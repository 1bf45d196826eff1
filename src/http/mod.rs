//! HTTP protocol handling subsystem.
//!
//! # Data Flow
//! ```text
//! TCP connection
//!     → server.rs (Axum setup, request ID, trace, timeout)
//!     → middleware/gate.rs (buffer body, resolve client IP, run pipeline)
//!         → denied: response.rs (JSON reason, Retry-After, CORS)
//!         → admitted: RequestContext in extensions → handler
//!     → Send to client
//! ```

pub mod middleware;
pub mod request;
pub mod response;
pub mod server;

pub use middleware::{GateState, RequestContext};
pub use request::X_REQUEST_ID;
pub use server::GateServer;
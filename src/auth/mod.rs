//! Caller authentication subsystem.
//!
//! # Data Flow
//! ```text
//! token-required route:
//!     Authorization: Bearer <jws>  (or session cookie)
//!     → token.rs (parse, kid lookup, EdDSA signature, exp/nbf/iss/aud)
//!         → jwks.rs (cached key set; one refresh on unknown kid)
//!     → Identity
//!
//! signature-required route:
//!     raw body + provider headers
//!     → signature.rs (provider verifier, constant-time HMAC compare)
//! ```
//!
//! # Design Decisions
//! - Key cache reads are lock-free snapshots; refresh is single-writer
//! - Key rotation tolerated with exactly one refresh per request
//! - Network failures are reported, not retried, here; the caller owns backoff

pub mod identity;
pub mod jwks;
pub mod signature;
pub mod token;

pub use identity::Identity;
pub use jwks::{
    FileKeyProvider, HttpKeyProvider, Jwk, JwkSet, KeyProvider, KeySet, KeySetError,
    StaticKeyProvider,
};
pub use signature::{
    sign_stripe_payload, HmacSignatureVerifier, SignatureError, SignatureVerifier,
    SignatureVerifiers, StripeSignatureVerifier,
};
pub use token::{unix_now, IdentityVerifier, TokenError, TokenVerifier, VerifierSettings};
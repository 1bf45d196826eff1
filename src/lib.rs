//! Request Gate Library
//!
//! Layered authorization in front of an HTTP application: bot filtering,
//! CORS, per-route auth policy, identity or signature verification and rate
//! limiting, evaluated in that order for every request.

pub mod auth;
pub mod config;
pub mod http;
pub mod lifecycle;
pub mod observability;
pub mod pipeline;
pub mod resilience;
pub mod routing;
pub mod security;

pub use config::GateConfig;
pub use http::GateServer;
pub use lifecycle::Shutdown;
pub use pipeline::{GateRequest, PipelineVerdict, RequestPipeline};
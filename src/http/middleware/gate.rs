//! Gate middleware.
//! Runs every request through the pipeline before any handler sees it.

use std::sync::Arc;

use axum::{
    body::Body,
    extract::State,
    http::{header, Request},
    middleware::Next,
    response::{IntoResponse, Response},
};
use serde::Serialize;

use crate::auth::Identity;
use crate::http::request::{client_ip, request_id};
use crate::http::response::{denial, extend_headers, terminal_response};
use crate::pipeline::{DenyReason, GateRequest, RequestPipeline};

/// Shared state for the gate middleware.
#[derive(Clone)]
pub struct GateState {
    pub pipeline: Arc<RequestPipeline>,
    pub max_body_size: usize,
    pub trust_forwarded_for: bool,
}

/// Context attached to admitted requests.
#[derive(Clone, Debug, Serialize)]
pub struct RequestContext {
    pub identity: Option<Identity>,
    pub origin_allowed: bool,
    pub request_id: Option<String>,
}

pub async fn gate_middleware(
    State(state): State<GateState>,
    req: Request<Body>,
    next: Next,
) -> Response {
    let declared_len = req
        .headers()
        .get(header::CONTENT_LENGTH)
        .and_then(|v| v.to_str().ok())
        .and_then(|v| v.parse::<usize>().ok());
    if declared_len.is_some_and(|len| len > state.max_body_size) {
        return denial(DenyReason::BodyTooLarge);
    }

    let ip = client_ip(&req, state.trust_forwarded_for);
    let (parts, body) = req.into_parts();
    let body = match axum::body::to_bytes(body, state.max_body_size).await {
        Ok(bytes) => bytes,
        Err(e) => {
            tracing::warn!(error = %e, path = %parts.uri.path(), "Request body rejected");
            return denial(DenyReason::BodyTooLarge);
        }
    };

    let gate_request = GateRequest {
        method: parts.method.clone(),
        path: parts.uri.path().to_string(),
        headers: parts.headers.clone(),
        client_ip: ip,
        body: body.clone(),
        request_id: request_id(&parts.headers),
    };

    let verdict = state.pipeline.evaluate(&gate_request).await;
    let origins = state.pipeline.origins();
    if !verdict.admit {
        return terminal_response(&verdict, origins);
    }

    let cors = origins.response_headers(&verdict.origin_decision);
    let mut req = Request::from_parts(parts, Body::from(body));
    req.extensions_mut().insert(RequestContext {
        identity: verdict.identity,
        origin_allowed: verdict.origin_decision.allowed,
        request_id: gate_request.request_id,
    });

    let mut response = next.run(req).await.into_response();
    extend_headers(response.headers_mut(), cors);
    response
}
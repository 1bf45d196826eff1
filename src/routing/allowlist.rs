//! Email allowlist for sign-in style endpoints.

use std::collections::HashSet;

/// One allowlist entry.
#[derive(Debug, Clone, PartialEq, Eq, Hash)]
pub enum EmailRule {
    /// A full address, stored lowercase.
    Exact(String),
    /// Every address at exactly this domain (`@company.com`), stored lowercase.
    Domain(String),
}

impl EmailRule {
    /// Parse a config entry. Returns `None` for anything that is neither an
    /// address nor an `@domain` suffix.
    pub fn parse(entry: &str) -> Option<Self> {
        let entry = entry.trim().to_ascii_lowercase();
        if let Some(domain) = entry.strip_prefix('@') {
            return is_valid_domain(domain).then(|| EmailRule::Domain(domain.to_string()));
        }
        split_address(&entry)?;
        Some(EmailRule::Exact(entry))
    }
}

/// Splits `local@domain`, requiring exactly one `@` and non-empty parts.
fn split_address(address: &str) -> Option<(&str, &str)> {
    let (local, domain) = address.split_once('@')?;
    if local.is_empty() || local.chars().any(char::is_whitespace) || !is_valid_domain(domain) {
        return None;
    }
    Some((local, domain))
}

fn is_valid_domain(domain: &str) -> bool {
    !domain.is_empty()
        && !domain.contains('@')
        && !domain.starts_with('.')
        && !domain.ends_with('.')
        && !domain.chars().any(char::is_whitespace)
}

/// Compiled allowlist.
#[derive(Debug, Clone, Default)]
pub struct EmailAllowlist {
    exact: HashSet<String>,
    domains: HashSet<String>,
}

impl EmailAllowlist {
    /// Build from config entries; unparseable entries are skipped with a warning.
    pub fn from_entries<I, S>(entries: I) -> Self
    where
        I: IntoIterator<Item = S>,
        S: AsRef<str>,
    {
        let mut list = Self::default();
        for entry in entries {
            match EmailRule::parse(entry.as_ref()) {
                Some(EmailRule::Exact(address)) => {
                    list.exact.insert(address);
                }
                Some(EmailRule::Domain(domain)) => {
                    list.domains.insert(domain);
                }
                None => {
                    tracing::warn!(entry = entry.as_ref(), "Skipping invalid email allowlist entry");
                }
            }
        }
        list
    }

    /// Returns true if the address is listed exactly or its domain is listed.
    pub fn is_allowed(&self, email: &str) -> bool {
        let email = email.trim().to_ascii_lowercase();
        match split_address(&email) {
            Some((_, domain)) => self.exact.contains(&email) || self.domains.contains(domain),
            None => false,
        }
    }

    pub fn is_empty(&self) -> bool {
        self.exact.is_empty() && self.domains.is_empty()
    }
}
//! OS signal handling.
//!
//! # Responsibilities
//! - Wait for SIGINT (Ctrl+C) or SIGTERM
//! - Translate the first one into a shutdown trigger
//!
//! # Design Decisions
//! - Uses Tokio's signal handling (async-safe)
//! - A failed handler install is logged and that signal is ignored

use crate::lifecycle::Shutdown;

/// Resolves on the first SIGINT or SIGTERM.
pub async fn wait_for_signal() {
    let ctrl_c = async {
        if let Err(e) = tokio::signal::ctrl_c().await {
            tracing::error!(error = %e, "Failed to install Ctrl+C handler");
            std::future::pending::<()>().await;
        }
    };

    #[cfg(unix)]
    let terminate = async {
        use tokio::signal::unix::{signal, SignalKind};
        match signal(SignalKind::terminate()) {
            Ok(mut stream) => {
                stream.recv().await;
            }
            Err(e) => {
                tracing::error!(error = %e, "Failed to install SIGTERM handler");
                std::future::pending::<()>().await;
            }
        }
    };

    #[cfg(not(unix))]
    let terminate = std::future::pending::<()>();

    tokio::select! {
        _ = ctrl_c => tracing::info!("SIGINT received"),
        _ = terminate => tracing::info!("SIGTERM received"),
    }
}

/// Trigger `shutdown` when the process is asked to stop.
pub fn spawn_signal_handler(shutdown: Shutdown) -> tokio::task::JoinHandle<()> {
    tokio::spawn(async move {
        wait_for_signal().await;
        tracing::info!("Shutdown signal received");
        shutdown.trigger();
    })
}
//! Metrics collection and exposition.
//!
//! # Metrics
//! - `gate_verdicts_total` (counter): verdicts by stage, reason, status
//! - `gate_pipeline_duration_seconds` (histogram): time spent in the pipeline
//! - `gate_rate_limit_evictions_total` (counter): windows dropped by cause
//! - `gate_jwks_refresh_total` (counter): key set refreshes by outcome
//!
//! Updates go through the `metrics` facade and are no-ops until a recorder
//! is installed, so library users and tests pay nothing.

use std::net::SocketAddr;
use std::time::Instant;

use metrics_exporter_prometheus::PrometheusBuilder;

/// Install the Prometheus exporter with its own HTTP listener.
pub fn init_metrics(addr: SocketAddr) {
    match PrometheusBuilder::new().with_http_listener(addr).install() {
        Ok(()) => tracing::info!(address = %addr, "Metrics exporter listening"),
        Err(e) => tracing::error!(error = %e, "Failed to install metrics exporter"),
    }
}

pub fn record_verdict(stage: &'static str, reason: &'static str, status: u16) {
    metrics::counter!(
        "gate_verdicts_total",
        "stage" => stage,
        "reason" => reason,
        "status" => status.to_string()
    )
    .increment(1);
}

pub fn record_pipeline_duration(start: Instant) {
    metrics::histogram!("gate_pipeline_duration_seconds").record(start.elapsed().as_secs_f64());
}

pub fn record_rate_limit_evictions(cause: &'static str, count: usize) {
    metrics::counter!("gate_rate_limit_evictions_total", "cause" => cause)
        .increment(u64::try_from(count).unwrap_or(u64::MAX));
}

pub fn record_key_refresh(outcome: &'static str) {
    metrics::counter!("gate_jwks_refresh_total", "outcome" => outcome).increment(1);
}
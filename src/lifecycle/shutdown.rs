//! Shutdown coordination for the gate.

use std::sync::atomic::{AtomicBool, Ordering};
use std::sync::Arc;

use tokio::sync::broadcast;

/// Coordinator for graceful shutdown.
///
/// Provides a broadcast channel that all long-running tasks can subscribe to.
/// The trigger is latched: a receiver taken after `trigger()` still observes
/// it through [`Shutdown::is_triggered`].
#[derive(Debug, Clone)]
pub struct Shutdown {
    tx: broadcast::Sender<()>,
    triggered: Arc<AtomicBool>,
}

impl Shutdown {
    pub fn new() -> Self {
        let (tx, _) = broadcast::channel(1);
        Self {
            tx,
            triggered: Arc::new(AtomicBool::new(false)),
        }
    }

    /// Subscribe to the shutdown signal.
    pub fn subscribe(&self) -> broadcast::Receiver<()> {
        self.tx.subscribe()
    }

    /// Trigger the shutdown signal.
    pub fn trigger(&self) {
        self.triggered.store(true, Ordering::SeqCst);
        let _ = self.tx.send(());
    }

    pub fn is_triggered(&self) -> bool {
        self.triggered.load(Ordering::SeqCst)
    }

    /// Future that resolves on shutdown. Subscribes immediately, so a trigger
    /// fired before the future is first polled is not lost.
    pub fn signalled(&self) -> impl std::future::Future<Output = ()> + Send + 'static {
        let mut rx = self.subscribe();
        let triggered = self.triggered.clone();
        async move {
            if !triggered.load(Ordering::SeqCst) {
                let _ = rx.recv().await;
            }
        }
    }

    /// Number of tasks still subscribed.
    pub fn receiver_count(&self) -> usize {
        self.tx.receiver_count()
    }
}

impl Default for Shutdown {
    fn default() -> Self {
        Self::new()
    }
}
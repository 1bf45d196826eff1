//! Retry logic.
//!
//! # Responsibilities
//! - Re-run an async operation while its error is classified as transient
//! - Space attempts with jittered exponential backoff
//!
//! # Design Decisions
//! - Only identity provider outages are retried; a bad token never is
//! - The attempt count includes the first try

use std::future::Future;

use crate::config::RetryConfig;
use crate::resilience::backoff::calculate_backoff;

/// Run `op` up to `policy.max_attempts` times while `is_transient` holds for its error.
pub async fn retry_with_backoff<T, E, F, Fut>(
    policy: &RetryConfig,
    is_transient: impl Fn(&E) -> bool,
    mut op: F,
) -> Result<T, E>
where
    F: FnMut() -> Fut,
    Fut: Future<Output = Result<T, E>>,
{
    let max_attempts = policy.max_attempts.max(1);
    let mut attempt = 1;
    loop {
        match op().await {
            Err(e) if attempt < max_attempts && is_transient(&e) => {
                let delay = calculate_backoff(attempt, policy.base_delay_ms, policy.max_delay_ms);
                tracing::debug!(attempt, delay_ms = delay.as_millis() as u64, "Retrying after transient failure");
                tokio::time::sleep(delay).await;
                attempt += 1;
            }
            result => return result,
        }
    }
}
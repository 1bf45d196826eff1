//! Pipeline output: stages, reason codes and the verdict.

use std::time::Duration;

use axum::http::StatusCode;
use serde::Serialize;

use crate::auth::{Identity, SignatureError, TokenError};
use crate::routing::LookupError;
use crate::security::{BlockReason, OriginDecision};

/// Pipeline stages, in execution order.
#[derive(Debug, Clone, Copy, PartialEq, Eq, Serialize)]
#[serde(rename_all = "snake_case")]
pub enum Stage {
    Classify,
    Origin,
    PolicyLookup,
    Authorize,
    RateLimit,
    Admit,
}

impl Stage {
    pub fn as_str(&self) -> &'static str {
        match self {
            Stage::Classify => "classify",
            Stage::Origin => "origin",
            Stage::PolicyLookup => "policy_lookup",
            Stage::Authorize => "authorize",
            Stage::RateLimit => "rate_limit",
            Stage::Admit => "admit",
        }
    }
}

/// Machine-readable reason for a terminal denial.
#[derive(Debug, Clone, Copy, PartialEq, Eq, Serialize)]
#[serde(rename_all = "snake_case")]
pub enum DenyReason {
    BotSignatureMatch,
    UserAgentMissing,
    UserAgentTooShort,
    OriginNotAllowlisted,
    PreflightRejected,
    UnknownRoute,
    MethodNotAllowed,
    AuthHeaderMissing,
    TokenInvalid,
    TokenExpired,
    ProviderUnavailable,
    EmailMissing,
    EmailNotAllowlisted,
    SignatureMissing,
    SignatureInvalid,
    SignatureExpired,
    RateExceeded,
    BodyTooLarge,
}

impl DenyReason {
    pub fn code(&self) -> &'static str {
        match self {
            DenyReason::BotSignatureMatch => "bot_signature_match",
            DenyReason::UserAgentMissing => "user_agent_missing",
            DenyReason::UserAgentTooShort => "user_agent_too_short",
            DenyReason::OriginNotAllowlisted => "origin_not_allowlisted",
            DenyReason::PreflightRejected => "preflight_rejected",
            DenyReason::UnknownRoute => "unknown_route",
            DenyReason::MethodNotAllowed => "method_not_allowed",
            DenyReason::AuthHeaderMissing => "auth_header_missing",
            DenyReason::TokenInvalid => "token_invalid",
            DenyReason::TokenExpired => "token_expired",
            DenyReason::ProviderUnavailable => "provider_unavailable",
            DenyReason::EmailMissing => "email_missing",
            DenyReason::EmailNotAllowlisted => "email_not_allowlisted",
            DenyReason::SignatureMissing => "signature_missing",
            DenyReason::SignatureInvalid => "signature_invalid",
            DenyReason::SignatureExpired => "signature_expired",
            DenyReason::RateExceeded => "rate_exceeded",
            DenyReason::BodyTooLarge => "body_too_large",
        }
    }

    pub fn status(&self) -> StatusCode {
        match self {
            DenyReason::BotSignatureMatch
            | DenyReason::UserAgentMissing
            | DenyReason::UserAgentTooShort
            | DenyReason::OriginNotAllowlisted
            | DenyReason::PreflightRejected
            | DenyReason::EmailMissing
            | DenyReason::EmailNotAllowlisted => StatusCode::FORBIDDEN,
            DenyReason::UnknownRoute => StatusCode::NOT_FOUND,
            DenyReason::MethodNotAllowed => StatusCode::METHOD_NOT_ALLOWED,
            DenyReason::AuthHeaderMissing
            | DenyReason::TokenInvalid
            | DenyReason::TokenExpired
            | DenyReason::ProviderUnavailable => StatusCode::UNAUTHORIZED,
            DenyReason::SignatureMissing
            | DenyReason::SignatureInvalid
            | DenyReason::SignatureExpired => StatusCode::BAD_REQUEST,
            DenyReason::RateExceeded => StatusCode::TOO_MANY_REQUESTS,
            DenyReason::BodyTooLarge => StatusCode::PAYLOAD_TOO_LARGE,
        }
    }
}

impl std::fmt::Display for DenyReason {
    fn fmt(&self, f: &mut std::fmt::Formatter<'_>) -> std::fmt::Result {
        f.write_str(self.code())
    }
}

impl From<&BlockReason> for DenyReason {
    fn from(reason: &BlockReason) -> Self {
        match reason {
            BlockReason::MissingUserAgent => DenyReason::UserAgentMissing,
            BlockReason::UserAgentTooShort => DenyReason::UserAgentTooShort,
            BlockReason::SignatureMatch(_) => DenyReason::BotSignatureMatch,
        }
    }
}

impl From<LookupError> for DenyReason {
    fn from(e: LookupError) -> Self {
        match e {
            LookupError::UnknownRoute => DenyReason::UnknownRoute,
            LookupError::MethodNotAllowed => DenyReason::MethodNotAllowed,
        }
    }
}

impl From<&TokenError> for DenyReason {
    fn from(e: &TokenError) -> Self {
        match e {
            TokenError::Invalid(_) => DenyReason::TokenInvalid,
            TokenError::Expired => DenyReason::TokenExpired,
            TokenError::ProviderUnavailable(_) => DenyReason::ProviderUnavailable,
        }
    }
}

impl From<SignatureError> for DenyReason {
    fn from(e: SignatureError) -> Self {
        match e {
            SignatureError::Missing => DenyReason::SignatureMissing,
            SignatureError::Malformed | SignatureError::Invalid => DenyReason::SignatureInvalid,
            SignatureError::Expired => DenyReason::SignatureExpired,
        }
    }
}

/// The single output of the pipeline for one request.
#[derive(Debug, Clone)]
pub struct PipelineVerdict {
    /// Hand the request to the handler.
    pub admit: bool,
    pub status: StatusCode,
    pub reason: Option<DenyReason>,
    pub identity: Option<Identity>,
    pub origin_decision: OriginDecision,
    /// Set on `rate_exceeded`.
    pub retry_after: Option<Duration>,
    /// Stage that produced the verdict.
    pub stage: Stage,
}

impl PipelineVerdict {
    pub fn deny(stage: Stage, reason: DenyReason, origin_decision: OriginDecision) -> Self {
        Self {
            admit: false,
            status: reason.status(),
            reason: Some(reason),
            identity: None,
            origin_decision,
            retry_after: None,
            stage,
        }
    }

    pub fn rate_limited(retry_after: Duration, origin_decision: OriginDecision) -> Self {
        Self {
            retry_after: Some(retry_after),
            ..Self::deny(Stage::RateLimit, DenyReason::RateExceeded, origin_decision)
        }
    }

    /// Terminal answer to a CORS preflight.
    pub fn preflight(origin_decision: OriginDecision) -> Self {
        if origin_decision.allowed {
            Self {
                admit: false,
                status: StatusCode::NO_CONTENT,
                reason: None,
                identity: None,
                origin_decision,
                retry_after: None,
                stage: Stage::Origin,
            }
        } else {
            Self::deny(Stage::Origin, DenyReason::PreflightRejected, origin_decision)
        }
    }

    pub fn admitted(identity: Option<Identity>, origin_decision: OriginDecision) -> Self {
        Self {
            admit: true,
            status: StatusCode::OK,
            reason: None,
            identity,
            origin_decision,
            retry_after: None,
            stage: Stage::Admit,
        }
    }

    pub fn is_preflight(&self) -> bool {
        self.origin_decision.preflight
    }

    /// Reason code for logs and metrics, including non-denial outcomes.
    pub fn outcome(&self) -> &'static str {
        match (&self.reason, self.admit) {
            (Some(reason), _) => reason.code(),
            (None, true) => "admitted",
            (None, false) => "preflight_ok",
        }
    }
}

▸ **WHAT IS BEING ASKED**
Pull every line with the string "path" from the data above.

▸ **WRITTEN ANSWER**
            tracing::warn!(error = %e, path = %parts.uri.path(), "Request body rejected");
        path: parts.uri.path().to_string(),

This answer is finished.